I keep hearing alot about how AJAX is the next big thing in web development. Not knowing what AJAX was and assuming it was yet another programming language (like Python, Ruby on Rails, Flavor of the Week, etc.) I’ve sort of just let it go. I mean, I know PHP, Java, Perl, C/C++, Pascal, JavaScript, HTML, XML, ActiveScript, VBScript, PeopleCode, SQR etc. If I can’t do what I need to do in one language, I have several others that I can already choose from. I typically like to wait until I *have* to learn a new language before I actually sit down and do it. These days, that’s a rare scenario.

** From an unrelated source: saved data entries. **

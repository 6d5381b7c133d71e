//! Normalized messages ⇄ Anthropic content blocks

use super::types::*;
use crate::{
    data_uri, result_to_text, split_user_turn, tool_name_for, AdapterError, AdapterResult,
    ProviderAdapter,
};
use quill_core::{ContentPart, Message, ProviderKind, Role, ToolCall, ToolResult, UnsupportedContentError};

const KIND: ProviderKind = ProviderKind::Anthropic;

/// Documents given by URL carry no media type on the wire.
const DEFAULT_DOCUMENT_TYPE: &str = "application/pdf";

/// Adapter for the Anthropic messages API.
#[derive(Debug, Clone, Copy, Default)]
pub struct AnthropicAdapter;

impl ProviderAdapter for AnthropicAdapter {
    type Payload = MessagesPayload;

    fn kind(&self) -> ProviderKind {
        KIND
    }

    fn to_payload(&self, messages: &[Message]) -> Result<MessagesPayload, UnsupportedContentError> {
        let mut system = Vec::new();
        let mut out: Vec<AnthropicMessage> = Vec::with_capacity(messages.len());

        for message in messages {
            match message.role {
                Role::System => {
                    if !out.is_empty() {
                        let part = message.content.first().map_or("text", ContentPart::kind);
                        return Err(UnsupportedContentError::new(
                            KIND,
                            Role::System,
                            part,
                            "system messages must come before the conversation",
                        ));
                    }
                    for part in &message.content {
                        match part {
                            ContentPart::Text { text } => {
                                system.push(SystemBlock::Text { text: text.clone() })
                            }
                            other => {
                                return Err(unsupported(
                                    Role::System,
                                    other,
                                    "system prompts only carry text",
                                ))
                            }
                        }
                    }
                }
                Role::User => out.push(AnthropicMessage {
                    role: AnthropicRole::User,
                    content: blocks(message, user_block)?,
                }),
                Role::Assistant => out.push(AnthropicMessage {
                    role: AnthropicRole::Assistant,
                    content: blocks(message, assistant_block)?,
                }),
                Role::Tool => out.push(AnthropicMessage {
                    role: AnthropicRole::User,
                    content: blocks(message, tool_block)?,
                }),
            }
        }

        Ok(MessagesPayload {
            system,
            messages: out,
        })
    }

    fn from_payload(&self, payload: &MessagesPayload) -> Result<Vec<Message>, UnsupportedContentError> {
        let mut out: Vec<Message> = payload
            .system
            .iter()
            .map(|SystemBlock::Text { text }| Message::system(text.clone()))
            .collect();

        for message in &payload.messages {
            match message.role {
                AnthropicRole::Assistant => {
                    let parts = message
                        .content
                        .iter()
                        .map(read_assistant_block)
                        .collect::<Result<Vec<_>, _>>()?;
                    out.push(Message::new(Role::Assistant, parts));
                }
                AnthropicRole::User => {
                    let parts = message
                        .content
                        .iter()
                        .map(|block| read_user_block(block, &out))
                        .collect::<Result<Vec<_>, _>>()?;
                    out.extend(split_user_turn(parts));
                }
            }
        }
        Ok(out)
    }

    fn response_message(&self, response: serde_json::Value) -> AdapterResult<Message> {
        let response: MessagesResponse = serde_json::from_value(response)
            .map_err(|e| AdapterError::malformed(KIND, e.to_string()))?;
        if response.role != AnthropicRole::Assistant {
            return Err(AdapterError::malformed(KIND, "response is not from the assistant"));
        }
        let parts = response
            .content
            .iter()
            .map(read_assistant_block)
            .collect::<Result<Vec<_>, _>>()?;
        Ok(Message::new(Role::Assistant, parts))
    }
}

// ============================================================================
// TO WIRE
// ============================================================================

fn unsupported(role: Role, part: &ContentPart, reason: &str) -> UnsupportedContentError {
    UnsupportedContentError::new(KIND, role, part.kind(), reason)
}

fn blocks(
    message: &Message,
    convert: fn(&ContentPart) -> Result<ContentBlock, &'static str>,
) -> Result<Vec<ContentBlock>, UnsupportedContentError> {
    message
        .content
        .iter()
        .map(|part| convert(part).map_err(|reason| unsupported(message.role, part, reason)))
        .collect()
}

fn user_block(part: &ContentPart) -> Result<ContentBlock, &'static str> {
    match part {
        ContentPart::Text { text } => Ok(ContentBlock::Text { text: text.clone() }),
        ContentPart::Image { image, mime_type } => Ok(ContentBlock::Image {
            source: source(image, mime_type.as_deref()),
        }),
        ContentPart::File { file, mime_type } => Ok(ContentBlock::Document {
            source: source(file, Some(mime_type)),
        }),
        _ => Err("user messages cannot carry tool content"),
    }
}

fn assistant_block(part: &ContentPart) -> Result<ContentBlock, &'static str> {
    match part {
        ContentPart::Text { text } => Ok(ContentBlock::Text { text: text.clone() }),
        ContentPart::ToolCall(call) => Ok(ContentBlock::ToolUse {
            id: call.id.clone(),
            name: call.name.clone(),
            input: call.arguments.clone(),
        }),
        _ => Err("assistant messages carry text and tool calls only"),
    }
}

fn tool_block(part: &ContentPart) -> Result<ContentBlock, &'static str> {
    match part {
        ContentPart::ToolResult(result) => Ok(ContentBlock::ToolResult {
            tool_use_id: result.id.clone(),
            content: result_to_text(&result.result),
            is_error: result.is_error,
        }),
        _ => Err("tool messages only carry tool results"),
    }
}

/// Data URIs travel inline; anything else is referenced by URL.
fn source(uri: &str, declared: Option<&str>) -> Source {
    match data_uri::parse(uri) {
        Some(parsed) => Source::Base64 {
            media_type: declared.unwrap_or(parsed.media_type).to_string(),
            data: parsed.data.to_string(),
        },
        None => Source::Url {
            url: uri.to_string(),
        },
    }
}

// ============================================================================
// FROM WIRE
// ============================================================================

fn read_user_block(block: &ContentBlock, earlier: &[Message]) -> Result<ContentPart, UnsupportedContentError> {
    Ok(match block {
        ContentBlock::Text { text } => ContentPart::text(text.clone()),
        ContentBlock::Image { source } => {
            let (image, media_type) = read_source(source);
            ContentPart::Image {
                image,
                mime_type: media_type,
            }
        }
        ContentBlock::Document { source } => {
            let (file, media_type) = read_source(source);
            ContentPart::File {
                file,
                mime_type: media_type.unwrap_or_else(|| DEFAULT_DOCUMENT_TYPE.to_string()),
            }
        }
        ContentBlock::ToolResult {
            tool_use_id,
            content,
            is_error,
        } => ContentPart::ToolResult(ToolResult {
            id: tool_use_id.clone(),
            name: tool_name_for(earlier, tool_use_id),
            result: serde_json::Value::String(content.clone()),
            is_error: *is_error,
        }),
        ContentBlock::ToolUse { .. } => {
            return Err(UnsupportedContentError::new(
                KIND,
                Role::User,
                block.kind(),
                "tool calls only come from the assistant",
            ))
        }
    })
}

fn read_assistant_block(block: &ContentBlock) -> Result<ContentPart, UnsupportedContentError> {
    match block {
        ContentBlock::Text { text } => Ok(ContentPart::text(text.clone())),
        ContentBlock::ToolUse { id, name, input } => Ok(ContentPart::ToolCall(ToolCall {
            id: id.clone(),
            name: name.clone(),
            arguments: input.clone(),
        })),
        other => Err(UnsupportedContentError::new(
            KIND,
            Role::Assistant,
            other.kind(),
            "assistant messages carry text and tool calls only",
        )),
    }
}

fn read_source(source: &Source) -> (String, Option<String>) {
    match source {
        Source::Base64 { media_type, data } => {
            (data_uri::format(media_type, data), Some(media_type.clone()))
        }
        Source::Url { url } => (url.clone(), None),
    }
}

#[cfg(test)]
mod tests {
    use super::*;
    use serde_json::json;

    fn weather_call() -> ToolCall {
        ToolCall {
            id: "toolu_1".to_string(),
            name: "get_weather".to_string(),
            arguments: json!({"city": "Paris"}),
        }
    }

    #[test]
    fn test_system_is_hoisted() {
        let messages = vec![Message::system("Be brief."), Message::user("Hi")];
        let payload = AnthropicAdapter.to_payload(&messages).expect("converts");
        assert_eq!(
            serde_json::to_value(&payload).expect("serializes"),
            json!({
                "system": [{"type": "text", "text": "Be brief."}],
                "messages": [{"role": "user", "content": [{"type": "text", "text": "Hi"}]}]
            })
        );
    }

    #[test]
    fn test_late_system_message_is_unsupported() {
        let messages = vec![Message::user("Hi"), Message::system("Be brief.")];
        let err = AnthropicAdapter.to_payload(&messages).expect_err("late system");
        assert_eq!(err.role, Role::System);
        assert_eq!(err.part, "text");
    }

    #[test]
    fn test_tool_round_trip() {
        let messages = vec![
            Message::user("Weather in Paris?"),
            Message::assistant_tool_calls(vec![weather_call()]),
            Message::tool_result(ToolResult {
                id: "toolu_1".to_string(),
                name: "get_weather".to_string(),
                result: json!("20C"),
                is_error: true,
            }),
        ];
        let payload = AnthropicAdapter.to_payload(&messages).expect("converts");
        let json = serde_json::to_value(&payload).expect("serializes");
        assert_eq!(json["messages"][1]["content"][0]["type"], "tool_use");
        assert_eq!(json["messages"][2]["role"], "user");
        assert_eq!(json["messages"][2]["content"][0]["is_error"], true);

        assert_eq!(AnthropicAdapter.from_payload(&payload).expect("reads back"), messages);
    }

    #[test]
    fn test_inline_image_and_remote_document() {
        let message = Message::new(
            Role::User,
            vec![
                ContentPart::Image {
                    image: "data:image/png;base64,iVBORw0KGgo=".to_string(),
                    mime_type: Some("image/png".to_string()),
                },
                ContentPart::File {
                    file: "https://example.com/report.pdf".to_string(),
                    mime_type: "application/pdf".to_string(),
                },
            ],
        );
        let payload = AnthropicAdapter.to_payload(&[message.clone()]).expect("converts");
        let json = serde_json::to_value(&payload).expect("serializes");
        assert_eq!(
            json["messages"][0]["content"][0]["source"],
            json!({"type": "base64", "media_type": "image/png", "data": "iVBORw0KGgo="})
        );
        assert_eq!(json["messages"][0]["content"][1]["source"]["type"], "url");
        assert_eq!(AnthropicAdapter.from_payload(&payload).expect("reads"), vec![message]);
    }

    #[test]
    fn test_response_message() {
        let response = json!({
            "id": "msg_1",
            "type": "message",
            "role": "assistant",
            "stop_reason": "tool_use",
            "content": [
                {"type": "text", "text": "Checking."},
                {"type": "tool_use", "id": "toolu_1", "name": "get_weather", "input": {"city": "Paris"}}
            ]
        });
        let message = AnthropicAdapter.response_message(response).expect("assistant message");
        assert_eq!(message.text(), "Checking.");
        assert_eq!(message.tool_calls().cloned().collect::<Vec<_>>(), vec![weather_call()]);
    }
}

So I recently decided to begin working on a project that’s been percolating in the back of my brain for some time. I want it to be as totallyuser friendly as possible since my target audience is not all that tech savvy. I’ve been playing around lately with Google’s newer functionality (i.e. Google Maps, Google Suggest, etc.) and have been really impressed with their ease of use. I know from reading an article somewhere that they use the JavaScript XMLHttpRequest object. So I did a little research into it and figured out how to use it. And, man, is this baby cool. It basically lets developers grab dynamic data for a web page without having to reload the page. This is *always* a huge headache. Let’s say, for example, that you have a list of states and a list of cities. If you show all of the data in both, it gets hopelessly confusing. Plus, you don’t want people selecting, say, “California” and “Detroit”. So you want the city list to change according to what state the user selected. In the past, you’d either have to reload the page every time the user selected a new state or you’d have to include every possible city in a series of state-specific arrays. For 50 states, you can easily wind up with 5000 lines of code just for those dropdowns – a totally unwieldly number that affects download times.
Withe the XMLHttpRequest object, the user can select a state and, on the fly, the browser can hit another web page, grab the list of cities for the chosen state and load them into the city dropdown WITHOUT needing to reload the page or preload every possible city. This not only eases page load times, but it also makes code maointenance easier and actually helps the server load (I’d much rather have two hits to the server generating a small amount of data than one hit generating a ton of useless data). So now I’m a total convert on this baby. I figured it out, implemented it into my project and am happy as a clam.
When I was figuring it out, though, I kept coming across sites talking about AJAX. So I looked into it to see what the connection was. Lo and behold:
The XMLHttpRequest Object is AJAX
That’s right. All of the high-falutin’ marketing and crap surrounding AJAX is really nothing more than yet another buzzword being touted to describe the confluence of technologies that already exist. DHTML, JavaScript, StyleSheets and all the other buzzwords – all of which apply to the exact same stuff – apparently weren’t enough to describe it. And herein lies the fundamental flaw in all technology – the need to give everything some unique name as if it’s brand new and oh cool even if it’s just a minor feature release.
AJAX alienated me initially. I’m clearly getting old since I really don’t want to learn new languages unless I absolutely have to. So thinking that AJAX was some new thing with its own syntax, grammar, etc., I avoided it. Come to find out, I already knew it. Why someone couldn’t just say, “Hey, check out what we can do in JavaScript now” rather than trying to brand it as the next hot thing I just don’t get.
Or maybe I do.
Searching for AJAX at Amazon returns 117 books, most of them referring to AJAX coding. By branding it as something new and unique – a whole new paradigm! – technical authors are able to sucker a whole new generation of coders into buying their heavy and overpriced tomes. I mean, which would you rather buy: the Revised Essential DHTML book (which, if it’s truly essential and revised, will have all of the necessary AJAX components in it) or New Essential AJAX? DHTML is soooo 90s. AJAX is totally hip and now.
When technology and marketing collide, consumers take it in the pants. It happens at the lower tech levels (I.e. “Buy Windows ME – it’s so NOT Windows 98! But make sur you buy XP when it comes out or you’ll be left in the dust!”) just as often as it does at the higher levels. In the end, we’re all left with an entirely unsatisfied feeling of not being given what we were promised. No wonder so many folks are frustrated with technology.